Mingjie LIU, Zhen LIU, Biao WANG, Xiaoming SUN, Jigang GUO.
A new method for recovering paleoporosity of sandstone: case study of middle Es3 member of Paleogene formation in Niuzhuang Sag, Dongying Depression, Bohai Bay Basin in China.
Front. Earth Sci., 2015, 9(3): 521-530 DOI:10.1007/s11707-015-0493-8
One of the main issues in geology is the recovery of sandstone paleoporosity. This study explains the evolution process of sandstone reservoir porosity in different historic stages. Research on the recovery of sandstone paleoporosity is significant for both theoretical study and practical application. Results can help to quantitatively recover paleoporosity conditions and process of accumulation.
Several authors have attempted to recover sandstone paleoporosity ( Wangen, 1998; He et al., 2002; Dillon et al., 2004; Zhu et al., 2012) and have provided methods from the following aspects. 1) The principle that the present is the key to the past is applied, and the relation between present porosity of sandstone and burial depth is established to obtain paleoporosity if ancient burial depth is determined via burial history analysis ( Deng et al., 2009). This method ignores the diagenesis and the effect of other factors at the same burial depth. Thus, accurately recovering the paleoporosity of sandstone characterized by old age and deep burial depth is difficult. 2) Calculating the effects of various forms of diagenesis on porosity evolution based on thin section observations combined with the diagenetic sequence can modify the apparent porosity in different phases ( Li et al., 2009; Wang et al., 2011; Yang et al., 2012). This method requires observing massive numbers of thin sections and quantifying the diagenetic sequence. This method can recover paleoporosity only in the key diagenesis stage, so operability and practicality of this method should be improved. 3) A diagenesis index is proposed by combining the characteristics of the modern porosity profile, a diagenesis stage analysis, and thin section observations. A model of the diagenesis index and porosity is established to predict the porosity of a sandstone reservoir before drilling ( Bloch et al., 1990; 2002; Bloch and Helmold, 1995; Meng et al., 2007). However, this method lacks porosity simulation and does not fully consider the influence of constructive diagenesis. The accuracy of paleoporosity recovery should be improved. 4) A comprehensive impact factor is proposed by considering the controlling factors for the porosity of the sandstone reservoir in different stages of diagenesis ( Qu et al., 2012). Real data are used to illustrate porosity evolution under various impact factors. These factors contribute to the restoration of paleoporosity retained during the accumulation period. This method is an improvement of the method stated in 1). However, the restoration of paleoporosity is limited to the key accumulation period. Thus, this technique needs further improvement.
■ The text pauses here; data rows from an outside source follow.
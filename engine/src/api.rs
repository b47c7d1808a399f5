use anyhow::{Context, Result};
use serde::Serialize;

use crate::classes::ClassRegistry;
use crate::combat::HitOutcome;
use crate::config::AdventureConfig;
use crate::content::builtin_store;
use crate::events::{ActionReport, Event};
use crate::lifecycle::{play_adventure, AdventureOutcome, AdventureReport};
use crate::store::{AdventureStore, CharacterStore, JsonStore, MemoryStore, MonsterStore};
use crate::{Combatant, Dice};

#[derive(Debug, Clone, Serialize)]
#[serde(rename_all = "snake_case")]
pub struct MemberSummary {
    pub name: String,
    pub xp: u32,
    pub level: u32,
    pub hp: i32,
    pub max_hp: i32,
}

#[derive(Debug, Clone, Serialize)]
#[serde(rename_all = "snake_case")]
pub struct AdventureResult {
    pub adventure: String,
    pub outcome: AdventureOutcome,
    pub encounters_cleared: usize,
    pub party: Vec<MemberSummary>,
    pub log: Vec<String>,
}

#[derive(Debug, Clone, Serialize)]
#[serde(rename_all = "snake_case")]
pub struct AdventureStats {
    pub samples: u32,
    pub victories: u32,
    pub defeats: u32,
    /// Defeat count per encounter index.
    pub defeats_by_encounter: Vec<u32>,
    pub avg_encounters_cleared: f64,
}

/// Play one adventure described by `cfg`, collecting a readable log.
pub fn simulate_adventure(cfg: AdventureConfig) -> Result<AdventureResult> {
    let mut dice = cfg.seed.map(Dice::from_seed).unwrap_or_else(Dice::from_entropy);
    let mut store = open_store(&cfg)?;
    let mut logs = Vec::new();

    let report = match &mut store {
        Store::Json(json) => run(json, &cfg, &mut dice, &mut logs)?,
        Store::Memory(mem) => run(mem, &cfg, &mut dice, &mut logs)?,
    };

    Ok(AdventureResult {
        adventure: cfg.adventure.clone(),
        outcome: report.outcome,
        encounters_cleared: report.encounters_cleared,
        party: report
            .party
            .iter()
            .map(|c| MemberSummary {
                name: c.name.clone(),
                xp: c.xp,
                level: c.level(),
                hp: c.current_hp(),
                max_hp: c.max_hp(),
            })
            .collect(),
        log: logs,
    })
}

/// Replay the same adventure `samples` times; sample `i` uses `seed + i`.
/// Nothing is written back.
pub fn simulate_adventure_many(cfg: AdventureConfig, samples: u32) -> Result<AdventureStats> {
    let base_seed = cfg.seed.unwrap_or_else(rand::random);
    let store = match open_store(&cfg)? {
        Store::Json(json) => snapshot(&json)?,
        Store::Memory(mem) => mem,
    };
    let encounters = store
        .adventure(&cfg.adventure)
        .with_context(|| format!("adventure '{}' not found", cfg.adventure))?
        .encounters()
        .len();

    let registry = ClassRegistry::default();
    let mut stats = AdventureStats {
        samples,
        victories: 0,
        defeats: 0,
        defeats_by_encounter: vec![0; encounters],
        avg_encounters_cleared: 0.0,
    };
    let mut cleared_total = 0u64;

    for i in 0..samples {
        let mut dice = Dice::from_seed(base_seed.wrapping_add(u64::from(i)));
        // A fresh copy per sample keeps earlier samples' experience out.
        let mut sample_store = store.clone();
        let report = play_adventure(
            &mut sample_store,
            &cfg.adventure,
            &cfg.party,
            &registry,
            &mut dice,
            |_| {},
        )?;
        cleared_total += report.encounters_cleared as u64;
        match report.outcome {
            AdventureOutcome::Victory => stats.victories += 1,
            AdventureOutcome::Defeat { encounter } => {
                stats.defeats += 1;
                stats.defeats_by_encounter[encounter] += 1;
            }
        }
    }

    if samples > 0 {
        stats.avg_encounters_cleared = cleared_total as f64 / f64::from(samples);
    }
    Ok(stats)
}

enum Store {
    Json(JsonStore),
    Memory(MemoryStore),
}

fn open_store(cfg: &AdventureConfig) -> Result<Store> {
    match &cfg.data_dir {
        Some(dir) if cfg.save => Ok(Store::Json(JsonStore::open(dir))),
        Some(dir) => Ok(Store::Memory(snapshot(&JsonStore::open(dir))?)),
        None => Ok(Store::Memory(builtin_store()?)),
    }
}

/// Copy every record of a JSON store into memory.
fn snapshot(json: &JsonStore) -> Result<MemoryStore> {
    let dir = json.dir().display();
    Ok(MemoryStore::new(
        json.characters_by_owner(None)
            .with_context(|| format!("failed to load characters from {}", dir))?,
        json.monsters()
            .with_context(|| format!("failed to load monsters from {}", dir))?,
        json.adventures()
            .with_context(|| format!("failed to load adventures from {}", dir))?,
    ))
}

fn run<S: CharacterStore + AdventureStore>(
    store: &mut S,
    cfg: &AdventureConfig,
    dice: &mut Dice,
    logs: &mut Vec<String>,
) -> Result<AdventureReport> {
    let registry = ClassRegistry::default();
    let report = play_adventure(store, &cfg.adventure, &cfg.party, &registry, dice, |event| {
        logs.extend(describe(event));
    })
    .with_context(|| format!("failed to play '{}'", cfg.adventure))?;
    Ok(report)
}

/// Render an event as one tagged log line. Round ends render as nothing.
pub fn describe(event: &Event) -> Option<String> {
    let line = match event {
        Event::EncounterStarted {
            index,
            total,
            monsters,
        } => {
            let roster = monsters
                .iter()
                .map(|(name, n)| format!("{}x {}", n, name))
                .collect::<Vec<_>>()
                .join(", ");
            format!("[ENCOUNTER] {}/{}: {}", index + 1, total, roster)
        }
        Event::Prepared { name, spirit } => format!("[PREP][{}] spirit → {}", name, spirit),
        Event::TurnOrder { order } => {
            let order = order
                .iter()
                .map(|v| format!("{} ({})", v.name, v.initiative))
                .collect::<Vec<_>>()
                .join(", ");
            format!("[ORDER] {}", order)
        }
        Event::RoundStarted { round, combatants } => {
            let hp = combatants
                .iter()
                .map(|v| format!("{} {}/{}", v.name, v.current_hp, v.max_hp))
                .collect::<Vec<_>>()
                .join(", ");
            format!("[ROUND] {} | {}", round, hp)
        }
        Event::Action(report) => describe_action(report),
        Event::RoundEnded { .. } => return None,
        Event::EncounterWon { index, xp } => {
            format!("[VICTORY] encounter {} cleared (+{} XP)", index + 1, xp)
        }
        Event::ExperienceGained {
            name,
            gained,
            total_xp,
            level,
            leveled_up,
        } => format!(
            "[XP][{}] +{} → {} XP, level {}{}",
            name,
            gained,
            total_xp,
            level,
            if *leveled_up { " LEVEL UP!" } else { "" }
        ),
        Event::ShortRest {
            name,
            healed,
            current_hp,
            max_hp,
        } => format!("[REST][{}] +{} HP ({}/{})", name, healed, current_hp, max_hp),
        Event::PartyDefeated { index } => {
            format!("[DEFEAT] the party falls in encounter {}", index + 1)
        }
        Event::AdventureWon { name } => format!("[END] {} complete", name),
    };
    Some(line)
}

fn describe_action(report: &ActionReport) -> String {
    let outcome = match report.outcome {
        HitOutcome::Critical => "CRIT!",
        HitOutcome::Normal => "HIT",
        HitOutcome::Fail => "MISS (NAT1)",
    };
    let damage = match &report.damage_type {
        Some(dtype) if !dtype.is_empty() => format!("dmg={} [{}]", report.damage, dtype),
        _ => format!("dmg={}", report.damage),
    };
    let mut line = format!(
        "[ATTACK][{}] hit={} {} {} → {}",
        report.actor,
        report.hit_die,
        outcome,
        damage,
        report.targets.join(", ")
    );
    if !report.felled.is_empty() {
        line.push_str(&format!(" ✖ {} down", report.felled.join(", ")));
    }
    line
}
Sandstone porosity evolves with the diagenesis of strata ( Ehrenberg, 1990; Pan et al., 2011). Based on previous methods, an effect simulation method is proposed in the present study. More specifically, the method simulates superposition effects after diagenesis through geological parameters instead of simulating diagenesis. Based on characteristics of modern porosity profiles and principles of effect-oriented simulation, the evolution of sandstone porosity is decomposed into porosity decrease and porosity increase processes. The porosity decrease process mainly involves compaction and cementation, while the porosity increase process mainly involves dissolution. The combination of these two independent processes forms the evolution of sandstone porosity.
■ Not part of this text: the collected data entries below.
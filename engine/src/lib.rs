use std::{collections::VecDeque, fmt, str::FromStr};

use rand::{Rng, SeedableRng};
use rand_chacha::ChaCha8Rng;
use serde::{Deserialize, Serialize};

pub mod api;
pub mod character;
pub mod classes;
pub mod combat;
pub mod combatant;
pub mod config;
pub mod content;
pub mod error;
pub mod events;
pub mod initiative;
pub mod lifecycle;
pub mod monster;
pub mod store;

pub use character::{level_for_xp, xp_for_level, Character, Party};
pub use classes::{ClassActions, ClassRegistry, ADVENTURER};
pub use combat::{Battle, CombatStatus, HitOutcome};
pub use combatant::{Combatant, Vitals};
pub use error::{AdventureError, RosterError, StoreError};
pub use events::{ActionReport, CombatantView, Event, Side};
pub use lifecycle::{play_adventure, AdventureOutcome, AdventureRun};
pub use monster::{Adventure, ChallengeTier, Encounter, Monster};

/// Seed used once a scripted sequence runs dry.
const SCRIPT_FALLBACK_SEED: u64 = 0x5eed;

enum Source {
    Seeded(ChaCha8Rng),
    Scripted {
        faces: VecDeque<u32>,
        fallback: ChaCha8Rng,
    },
}

/// The single sequential random source threaded through a run.
pub struct Dice {
    source: Source,
}

impl Dice {
    pub fn from_seed(seed: u64) -> Self {
        Self { source: Source::Seeded(ChaCha8Rng::seed_from_u64(seed)) }
    }

    pub fn from_entropy() -> Self {
        Self::from_seed(rand::random())
    }

    /// Every roll consumes the next face in order. Faces outside the die are
    /// clamped into range; once the script is exhausted rolls continue from a
    /// fixed-seed stream.
    pub fn from_scripted(faces: Vec<u32>) -> Self {
        Self {
            source: Source::Scripted {
                faces: faces.into(),
                fallback: ChaCha8Rng::seed_from_u64(SCRIPT_FALLBACK_SEED),
            },
        }
    }

    /// Roll one die with `sides` faces, returning 1..=sides.
    pub fn roll(&mut self, sides: u32) -> u32 {
        let sides = sides.max(1);
        match &mut self.source {
            Source::Seeded(rng) => rng.gen_range(1..=sides),
            Source::Scripted { faces, fallback } => match faces.pop_front() {
                Some(face) => face.clamp(1, sides),
                None => fallback.gen_range(1..=sides),
            },
        }
    }

    pub fn d6(&mut self) -> u32 {
        self.roll(6)
    }

    pub fn d8(&mut self) -> u32 {
        self.roll(8)
    }

    pub fn d10(&mut self) -> u32 {
        self.roll(10)
    }

    pub fn d12(&mut self) -> u32 {
        self.roll(12)
    }

    /// Uniform index into a collection of `len` items.
    ///
    /// Panics if `len` does not fit in a `u32`.
    pub fn pick(&mut self, len: usize) -> usize {
        debug_assert!(len > 0, "pick from an empty collection");
        let sides = u32::try_from(len).expect("pick from more than u32::MAX items");
        (self.roll(sides) - 1) as usize
    }

    /// Sum of `dice.count` rolls of `dice.sides`.
    pub fn roll_damage(&mut self, dice: DamageDice) -> i32 {
        (0..dice.count).map(|_| self.roll(u32::from(dice.sides)) as i32).sum()
    }
}

/// Damage dice written `dY` or `XdY`, always with a +0 modifier.
#[derive(Copy, Clone, Debug, PartialEq, Eq, Serialize, Deserialize)]
#[serde(try_from = "String", into = "String")]
pub struct DamageDice {
    pub count: u8,
    pub sides: u8,
}

impl DamageDice {
    pub const fn new(count: u8, sides: u8) -> Self {
        Self { count, sides }
    }

    pub fn max(&self) -> i32 {
        i32::from(self.count) * i32::from(self.sides)
    }
}

impl fmt::Display for DamageDice {
    fn fmt(&self, f: &mut fmt::Formatter<'_>) -> fmt::Result {
        if self.count == 1 {
            write!(f, "d{}", self.sides)
        } else {
            write!(f, "{}d{}", self.count, self.sides)
        }
    }
}

impl FromStr for DamageDice {
    type Err = String;

    fn from_str(s: &str) -> Result<Self, Self::Err> {
        let lowered = s.trim().to_lowercase();
        let (count, sides) = lowered
            .split_once('d')
            .ok_or_else(|| format!("invalid damage dice (expected dY or XdY), got: {}", s))?;
        let count: u8 = if count.is_empty() {
            1
        } else {
            count.parse().map_err(|_| format!("invalid dice count in {}", s))?
        };
        let sides: u8 = sides
            .parse()
            .map_err(|_| format!("invalid dice sides in {}", s))?;
        if count == 0 || sides < 2 {
            return Err(format!("dice must be >= 1d2, got: {}", s));
        }
        Ok(Self::new(count, sides))
    }
}

impl TryFrom<String> for DamageDice {
    type Error = String;

    fn try_from(value: String) -> Result<Self, Self::Error> {
        value.parse()
    }
}

impl From<DamageDice> for String {
    fn from(dice: DamageDice) -> Self {
        dice.to_string()
    }
}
Geologic setting and stratigraphy
Bohai Bay Basin, an important hydrocarbon-producing basin in China, is located in the eastern part of the country and covers an area of approximately 200,000 km2. Since the Paleogene period, this basin has undergone a complex tectonic evolution which can be divided into the synrift stage and the postrift stage ( Hu et al., 2001). The Bohai Bay Basin consists of several subbasins, namely, Liaohe, Liaodong Bay, Bozhong, Jiyang, Huanghua, Jizhong, and Linqing, as shown in Fig. 1(a) ( Gong, 1997).
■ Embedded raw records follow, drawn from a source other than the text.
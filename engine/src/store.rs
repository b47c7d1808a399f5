//! Name-keyed record storage for characters, monsters and adventures.

use std::{
    fs,
    path::{Path, PathBuf},
};

use encoding_rs::Encoding;
use serde::{de::DeserializeOwned, Serialize};
use tracing::debug;

use crate::character::Character;
use crate::error::StoreError;
use crate::monster::{Adventure, Monster};

pub const CHARACTERS_FILE: &str = "characters.json";
pub const MONSTERS_FILE: &str = "monsters.json";
pub const ADVENTURES_FILE: &str = "adventures.json";

pub trait CharacterStore {
    /// All characters when `player` is `None`, otherwise those whose owner
    /// contains `player` (case-insensitive).
    fn characters_by_owner(&self, player: Option<&str>) -> Result<Vec<Character>, StoreError>;
    fn character(&self, name: &str) -> Result<Character, StoreError>;
    fn save_character(&mut self, character: &Character) -> Result<(), StoreError>;
    fn update_character(&mut self, character: &Character) -> Result<(), StoreError>;
    fn delete_character(&mut self, name: &str) -> Result<(), StoreError>;
}

pub trait MonsterStore {
    fn monsters(&self) -> Result<Vec<Monster>, StoreError>;
}

pub trait AdventureStore {
    fn adventures(&self) -> Result<Vec<Adventure>, StoreError>;
    fn adventure(&self, name: &str) -> Result<Adventure, StoreError>;
    fn save_adventure(&mut self, adventure: &Adventure) -> Result<(), StoreError>;
}

fn owned_by(character: &Character, player: Option<&str>) -> bool {
    match player {
        None => true,
        Some(p) => character.player.to_lowercase().contains(&p.to_lowercase()),
    }
}

fn not_found(kind: &'static str, name: &str) -> StoreError {
    StoreError::NotFound {
        kind,
        name: name.to_string(),
    }
}

fn duplicate(kind: &'static str, name: &str) -> StoreError {
    StoreError::Duplicate {
        kind,
        name: name.to_string(),
    }
}

/// In-memory records, used for built-in content and tests.
#[derive(Debug, Clone, Default)]
pub struct MemoryStore {
    pub characters: Vec<Character>,
    pub monsters: Vec<Monster>,
    pub adventures: Vec<Adventure>,
}

impl MemoryStore {
    pub fn new(characters: Vec<Character>, monsters: Vec<Monster>, adventures: Vec<Adventure>) -> Self {
        Self {
            characters,
            monsters,
            adventures,
        }
    }
}

impl CharacterStore for MemoryStore {
    fn characters_by_owner(&self, player: Option<&str>) -> Result<Vec<Character>, StoreError> {
        Ok(self
            .characters
            .iter()
            .filter(|c| owned_by(c, player))
            .cloned()
            .collect())
    }

    fn character(&self, name: &str) -> Result<Character, StoreError> {
        self.characters
            .iter()
            .find(|c| c.name == name)
            .cloned()
            .ok_or_else(|| not_found("character", name))
    }

    fn save_character(&mut self, character: &Character) -> Result<(), StoreError> {
        if self.characters.iter().any(|c| c.name == character.name) {
            return Err(duplicate("character", &character.name));
        }
        self.characters.push(character.clone());
        Ok(())
    }

    fn update_character(&mut self, character: &Character) -> Result<(), StoreError> {
        let slot = self
            .characters
            .iter_mut()
            .find(|c| c.name == character.name)
            .ok_or_else(|| not_found("character", &character.name))?;
        *slot = character.clone();
        Ok(())
    }

    fn delete_character(&mut self, name: &str) -> Result<(), StoreError> {
        let before = self.characters.len();
        self.characters.retain(|c| c.name != name);
        if self.characters.len() == before {
            return Err(not_found("character", name));
        }
        Ok(())
    }
}

impl MonsterStore for MemoryStore {
    fn monsters(&self) -> Result<Vec<Monster>, StoreError> {
        Ok(self.monsters.clone())
    }
}

impl AdventureStore for MemoryStore {
    fn adventures(&self) -> Result<Vec<Adventure>, StoreError> {
        Ok(self.adventures.clone())
    }

    fn adventure(&self, name: &str) -> Result<Adventure, StoreError> {
        self.adventures
            .iter()
            .find(|a| a.name() == name)
            .cloned()
            .ok_or_else(|| not_found("adventure", name))
    }

    fn save_adventure(&mut self, adventure: &Adventure) -> Result<(), StoreError> {
        if self.adventures.iter().any(|a| a.name() == adventure.name()) {
            return Err(duplicate("adventure", adventure.name()));
        }
        self.adventures.push(adventure.clone());
        Ok(())
    }
}

/// One JSON array file per record kind inside a data directory. A missing or
/// blank file holds no records.
#[derive(Debug, Clone)]
pub struct JsonStore {
    dir: PathBuf,
}

impl JsonStore {
    pub fn open(dir: impl Into<PathBuf>) -> Self {
        Self { dir: dir.into() }
    }

    pub fn dir(&self) -> &Path {
        &self.dir
    }

    fn load<T: DeserializeOwned>(&self, file: &str) -> Result<Vec<T>, StoreError> {
        let path = self.dir.join(file);
        if !path.exists() {
            return Ok(Vec::new());
        }
        let text = read_text_auto(&path)?;
        if text.trim().is_empty() {
            return Ok(Vec::new());
        }
        serde_json::from_str(&text).map_err(|source| StoreError::Parse { path, source })
    }

    fn write<T: Serialize>(&self, file: &str, kind: &'static str, records: &[T]) -> Result<(), StoreError> {
        let path = self.dir.join(file);
        let text = serde_json::to_string_pretty(records)
            .map_err(|source| StoreError::Encode { kind, source })?;
        fs::create_dir_all(&self.dir).map_err(|source| StoreError::Io {
            path: self.dir.clone(),
            source,
        })?;
        fs::write(&path, text).map_err(|source| StoreError::Io {
            path: path.clone(),
            source,
        })?;
        debug!(path = %path.display(), records = records.len(), "wrote {kind} records");
        Ok(())
    }
}

impl CharacterStore for JsonStore {
    fn characters_by_owner(&self, player: Option<&str>) -> Result<Vec<Character>, StoreError> {
        let mut all: Vec<Character> = self.load(CHARACTERS_FILE)?;
        all.retain(|c| owned_by(c, player));
        Ok(all)
    }

    fn character(&self, name: &str) -> Result<Character, StoreError> {
        self.load::<Character>(CHARACTERS_FILE)?
            .into_iter()
            .find(|c| c.name == name)
            .ok_or_else(|| not_found("character", name))
    }

    fn save_character(&mut self, character: &Character) -> Result<(), StoreError> {
        let mut all: Vec<Character> = self.load(CHARACTERS_FILE)?;
        if all.iter().any(|c| c.name == character.name) {
            return Err(duplicate("character", &character.name));
        }
        all.push(character.clone());
        self.write(CHARACTERS_FILE, "character", &all)
    }

    fn update_character(&mut self, character: &Character) -> Result<(), StoreError> {
        let mut all: Vec<Character> = self.load(CHARACTERS_FILE)?;
        let slot = all
            .iter_mut()
            .find(|c| c.name == character.name)
            .ok_or_else(|| not_found("character", &character.name))?;
        *slot = character.clone();
        self.write(CHARACTERS_FILE, "character", &all)
    }

    fn delete_character(&mut self, name: &str) -> Result<(), StoreError> {
        let mut all: Vec<Character> = self.load(CHARACTERS_FILE)?;
        let before = all.len();
        all.retain(|c| c.name != name);
        if all.len() == before {
            return Err(not_found("character", name));
        }
        self.write(CHARACTERS_FILE, "character", &all)
    }
}

impl MonsterStore for JsonStore {
    fn monsters(&self) -> Result<Vec<Monster>, StoreError> {
        self.load(MONSTERS_FILE)
    }
}

impl AdventureStore for JsonStore {
    fn adventures(&self) -> Result<Vec<Adventure>, StoreError> {
        self.load(ADVENTURES_FILE)
    }

    fn adventure(&self, name: &str) -> Result<Adventure, StoreError> {
        self.adventures()?
            .into_iter()
            .find(|a| a.name() == name)
            .ok_or_else(|| not_found("adventure", name))
    }

    fn save_adventure(&mut self, adventure: &Adventure) -> Result<(), StoreError> {
        let mut all = self.adventures()?;
        if all.iter().any(|a| a.name() == adventure.name()) {
            return Err(duplicate("adventure", adventure.name()));
        }
        all.push(adventure.clone());
        self.write(ADVENTURES_FILE, "adventure", &all)
    }
}

/// Read a text file, honouring a UTF-8 or UTF-16 byte order mark.
pub fn read_text_auto(path: &Path) -> Result<String, StoreError> {
    let bytes = fs::read(path).map_err(|source| StoreError::Io {
        path: path.to_path_buf(),
        source,
    })?;
    if let Some((enc, bom_len)) = Encoding::for_bom(&bytes) {
        let (text, _, _) = enc.decode(&bytes[bom_len..]);
        Ok(text.into_owned())
    } else {
        Ok(String::from_utf8_lossy(&bytes).into_owned())
    }
}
The Dongying Depression lies south of the Jiyang Subbasin and has an area of 5,850 km2 ( Zhang et al., 2009). Four sags (Minfeng, Lijin, Niuzhuang, and Boxin) further divide the Dongying Depression by several normal faults and an uplift in the central anticline belt (Fig. 1(b)). The Dongying Depression is an asymmetric “dustpan-shaped” lacustrine basin that developed as a result of a tertiary rift. Figure 1(c) shows that the depression is formed by five secondary tectonic zones from north to south, namely, northern steep slope zone, northern zone (Lijin Sag), central anticline zone, southern zone (Niuzhuang Sag), and southern gentle slope zone ( Guo et al., 2010).
The depression is filled with Cenozoic sediments which are composed of formations from the Paleogene, Neogene, and Quaternary periods. Figure 2 shows that the formations from the Paleogene period are Kongdian (Ek), Shahejie (Es), and Dongying (Ed). The formations from the Neogene period are Guantao (Ng) and Minghuazhen (Nm). The formation from the Quaternary period is Pingyuan (Qp). Several authors have provided detailed descriptions of Paleogene stratigraphy ( Zhang et al., 2004; Guo et al., 2012). The most important petroleum generation and accumulation layer, Es, can be divided into four members, Es1 through Es4, where Es1 is youngest and Es4 is oldest. Es3 has a thickness ranging from 700 m to 1,200 m and is characterized by lacustrine oil shale with high sedimentation rates, dark gray mudstones, and calcareous mudstones. Es3 can be further divided into three members, namely, upper Es3, middle Es3, and lower Es3, where upper Es3 is youngest and lower Es3 is oldest ( Lampe et al., 2012).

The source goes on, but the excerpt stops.